(Records to process Opens)

//! Time-boxed snapshot cache that coalesces concurrent recomputes.

use hq_core::MissionControlData;
use std::future::Future;
use std::sync::Arc;
use std::time::Duration;
use tokio::sync::Mutex;
use tokio::time::Instant;
use tracing::debug;

struct CachedSnapshot {
    snapshot: Arc<MissionControlData>,
    computed_at: Instant,
}

/// Single-slot snapshot cache with a fixed time-to-live.
///
/// The slot lock is held across recomputation, so concurrent misses coalesce
/// into one computation and every waiter observes its result.
pub struct SnapshotCache {
    ttl: Duration,
    slot: Mutex<Option<CachedSnapshot>>,
}

impl SnapshotCache {
    pub fn new(ttl: Duration) -> Self {
        Self {
            ttl,
            slot: Mutex::new(None),
        }
    }

    pub fn ttl(&self) -> Duration {
        self.ttl
    }

    /// Returns the cached snapshot while fresh, otherwise runs `compute` and stores
    /// its result. A failed computation leaves the slot as it was.
    pub async fn get_or_compute<F, Fut, E>(&self, compute: F) -> Result<Arc<MissionControlData>, E>
    where
        F: FnOnce() -> Fut,
        Fut: Future<Output = Result<MissionControlData, E>>,
    {
        let mut slot = self.slot.lock().await;
        if let Some(cached) = slot.as_ref() {
            let age = cached.computed_at.elapsed();
            if age < self.ttl {
                debug!(age_ms = age.as_millis() as u64, "snapshot cache hit");
                return Ok(Arc::clone(&cached.snapshot));
            }
        }
        let snapshot = Arc::new(compute().await?);
        *slot = Some(CachedSnapshot {
            snapshot: Arc::clone(&snapshot),
            computed_at: Instant::now(),
        });
        Ok(snapshot)
    }

    pub async fn invalidate(&self) {
        *self.slot.lock().await = None;
    }
}
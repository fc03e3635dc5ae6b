//! Plan files and the plan-derived parts of a snapshot.

use hq_core::plan::{compute_phase_progress, compute_plan_progress, Plan, PlanProgress, PlanStatus};
use hq_core::{PhaseProgress, PlanContext};
use std::fs;
use std::path::{Path, PathBuf};
use tracing::debug;

/// Read-only access to the plans the fleet is working through.
///
/// A snapshot calls [`PlanContextProvider::plans`] once and derives the active
/// plan and every agent's context from that one list.
pub trait PlanContextProvider: Send + Sync {
    /// Every known plan, most recently updated first.
    fn plans(&self) -> Vec<Plan>;

    fn active_plan(&self) -> Option<Plan> {
        active_plan_in(&self.plans()).cloned()
    }

    fn plan_context_for_agent(&self, agent_id: &str) -> Option<PlanContext> {
        plan_context_from(&self.plans(), agent_id)
    }

    fn phase_progress(&self, plan: &Plan, phase_id: &str) -> PlanProgress {
        compute_phase_progress(plan, phase_id)
    }
}

/// One JSON document per plan under `plans_dir`.
#[derive(Debug, Clone)]
pub struct FilePlanStore {
    plans_dir: PathBuf,
}

impl FilePlanStore {
    pub fn new(plans_dir: impl Into<PathBuf>) -> Self {
        Self {
            plans_dir: plans_dir.into(),
        }
    }

    pub fn plans_dir(&self) -> &Path {
        &self.plans_dir
    }

    /// All readable plans, most recently updated first.
    pub fn load_plans(&self) -> Vec<Plan> {
        let entries = match fs::read_dir(&self.plans_dir) {
            Ok(entries) => entries,
            Err(err) => {
                debug!(plans_dir = %self.plans_dir.display(), error = %err, "plan directory unavailable");
                return Vec::new();
            }
        };
        let mut paths = entries
            .filter_map(Result::ok)
            .map(|entry| entry.path())
            .filter(|path| path.extension().and_then(|ext| ext.to_str()) == Some("json"))
            .collect::<Vec<_>>();
        paths.sort();

        let mut plans = paths
            .iter()
            .filter_map(|path| {
                let content = fs::read_to_string(path)
                    .map_err(|err| debug!(path = %path.display(), error = %err, "plan unreadable"))
                    .ok()?;
                serde_json::from_str::<Plan>(&content)
                    .map_err(|err| debug!(path = %path.display(), error = %err, "skipping unparsable plan"))
                    .ok()
            })
            .collect::<Vec<_>>();
        plans.sort_by(|left, right| right.updated_at.cmp(&left.updated_at));
        plans
    }
}

impl PlanContextProvider for FilePlanStore {
    fn plans(&self) -> Vec<Plan> {
        self.load_plans()
    }
}

pub fn active_plan_in(plans: &[Plan]) -> Option<&Plan> {
    plans.iter().find(|plan| plan.status == PlanStatus::Active)
}

pub fn plan_context_from(plans: &[Plan], agent_id: &str) -> Option<PlanContext> {
    plans
        .iter()
        .filter(|plan| plan.status == PlanStatus::Active)
        .find_map(|plan| plan_context_in(plan, agent_id))
}

/// The agent's first open task in `plan`, with where it sits in the plan.
pub fn plan_context_in(plan: &Plan, agent_id: &str) -> Option<PlanContext> {
    let (sub_plan, task) = plan.sub_plans.iter().find_map(|sub| {
        sub.tasks
            .iter()
            .find(|task| task.assigned_to == agent_id && task.status.is_open())
            .map(|task| (sub, task))
    })?;
    let phase = plan.phase(&sub_plan.parent_phase_id);
    Some(PlanContext {
        plan_id: plan.id.clone(),
        plan_title: plan.title.clone(),
        phase_name: phase
            .map(|phase| phase.name.clone())
            .filter(|name| !name.is_empty())
            .unwrap_or_else(|| "Unknown".to_string()),
        phase_emoji: phase.map(|phase| phase.emoji.clone()).unwrap_or_default(),
        sub_plan_title: sub_plan.title.clone(),
        task_name: task.name.clone(),
        progress: compute_plan_progress(plan).progress,
    })
}

/// Plan-level fields of a snapshot. Without an active plan everything is zero or empty.
#[derive(Debug, Clone, Default, PartialEq, Eq)]
pub struct PlanSummary {
    pub progress: u32,
    pub current_phase: String,
    pub phases: Vec<PhaseProgress>,
}

pub fn summarize_plan(provider: &dyn PlanContextProvider, plan: Option<&Plan>) -> PlanSummary {
    let Some(plan) = plan else {
        return PlanSummary::default();
    };
    let phases = plan
        .phases
        .iter()
        .map(|phase| {
            let progress = provider.phase_progress(plan, &phase.id);
            PhaseProgress {
                id: phase.id.clone(),
                name: phase.name.clone(),
                emoji: phase.emoji.clone(),
                status: phase.status,
                progress: progress.progress,
                task_count: progress.total,
                completed_count: progress.completed,
                blocked_count: progress.blocked,
                agents: plan.phase_assignees(&phase.id),
            }
        })
        .collect();
    PlanSummary {
        progress: compute_plan_progress(plan).progress,
        current_phase: plan.current_phase_label(),
        phases,
    }
}
//! Run history paging and per-job and fleet-wide run statistics.

use crate::jobs::JobIndex;
use crate::run_log::RunLogReader;
use crate::IntelError;
use hq_core::plan::percent;
use hq_core::RunRecord;
use serde::Serialize;
use std::collections::BTreeMap;

#[derive(Debug, Clone, Copy, Default, Serialize, PartialEq, Eq)]
#[serde(rename_all = "camelCase")]
pub struct RunStats {
    pub total_runs: u32,
    pub success_count: u32,
    pub error_count: u32,
    pub avg_duration_ms: u64,
    pub success_rate: u32,
}

impl RunStats {
    pub fn from_runs(runs: &[RunRecord]) -> Self {
        let total_runs = runs.len() as u32;
        let success_count = runs.iter().filter(|run| run.status.is_ok()).count() as u32;
        let durations = runs
            .iter()
            .map(|run| run.duration_ms)
            .filter(|ms| *ms > 0)
            .collect::<Vec<_>>();
        Self {
            total_runs,
            success_count,
            error_count: total_runs - success_count,
            avg_duration_ms: rounded_mean(&durations),
            success_rate: percent(success_count, total_runs),
        }
    }
}

/// One page of a job's run history, newest first, with stats over the whole log.
#[derive(Debug, Clone, Serialize, PartialEq, Eq)]
#[serde(rename_all = "camelCase")]
pub struct RunHistoryPage {
    pub runs: Vec<RunRecord>,
    pub total: u32,
    pub stats: RunStats,
}

#[derive(Debug, Clone, Default, Serialize, PartialEq, Eq)]
#[serde(rename_all = "camelCase")]
pub struct FleetRunStats {
    pub total_jobs: u32,
    pub total_runs: u32,
    pub overall_success_rate: u32,
    pub avg_duration_ms: u64,
    pub job_stats: BTreeMap<String, RunStats>,
}

/// Job ids come from callers and end up in a file path.
pub fn validate_job_id(job_id: &str) -> Result<&str, IntelError> {
    let trimmed = job_id.trim();
    if trimmed.is_empty()
        || trimmed.contains('/')
        || trimmed.contains('\\')
        || trimmed.contains("..")
        || trimmed.contains('\0')
    {
        return Err(IntelError::InvalidJobId(job_id.to_string()));
    }
    Ok(trimmed)
}

impl RunLogReader {
    pub fn history(&self, job_id: &str, limit: usize, offset: usize) -> RunHistoryPage {
        let runs = self.read_all(job_id);
        let stats = RunStats::from_runs(&runs);
        let total = runs.len() as u32;
        let page = runs.into_iter().rev().skip(offset).take(limit).collect();
        RunHistoryPage {
            runs: page,
            total,
            stats,
        }
    }
}

pub fn fleet_run_stats(index: &JobIndex, reader: &RunLogReader) -> FleetRunStats {
    let mut fleet = FleetRunStats::default();
    let mut success_total = 0;
    let mut job_averages = Vec::new();
    for job_id in index.all_job_ids() {
        let stats = RunStats::from_runs(&reader.read_all(&job_id));
        fleet.total_runs += stats.total_runs;
        success_total += stats.success_count;
        if stats.avg_duration_ms > 0 {
            job_averages.push(stats.avg_duration_ms);
        }
        fleet.job_stats.insert(job_id, stats);
    }
    fleet.total_jobs = fleet.job_stats.len() as u32;
    fleet.overall_success_rate = percent(success_total, fleet.total_runs);
    fleet.avg_duration_ms = rounded_mean(&job_averages);
    fleet
}

fn rounded_mean(values: &[u64]) -> u64 {
    if values.is_empty() {
        return 0;
    }
    let sum: u128 = values.iter().map(|value| u128::from(*value)).sum();
    (sum as f64 / values.len() as f64).round() as u64
}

(Records to process Closes)

_Exercise directions_
Return solely the count of lines in the data above in which the word "where" occurs.

_Exercise solution_
2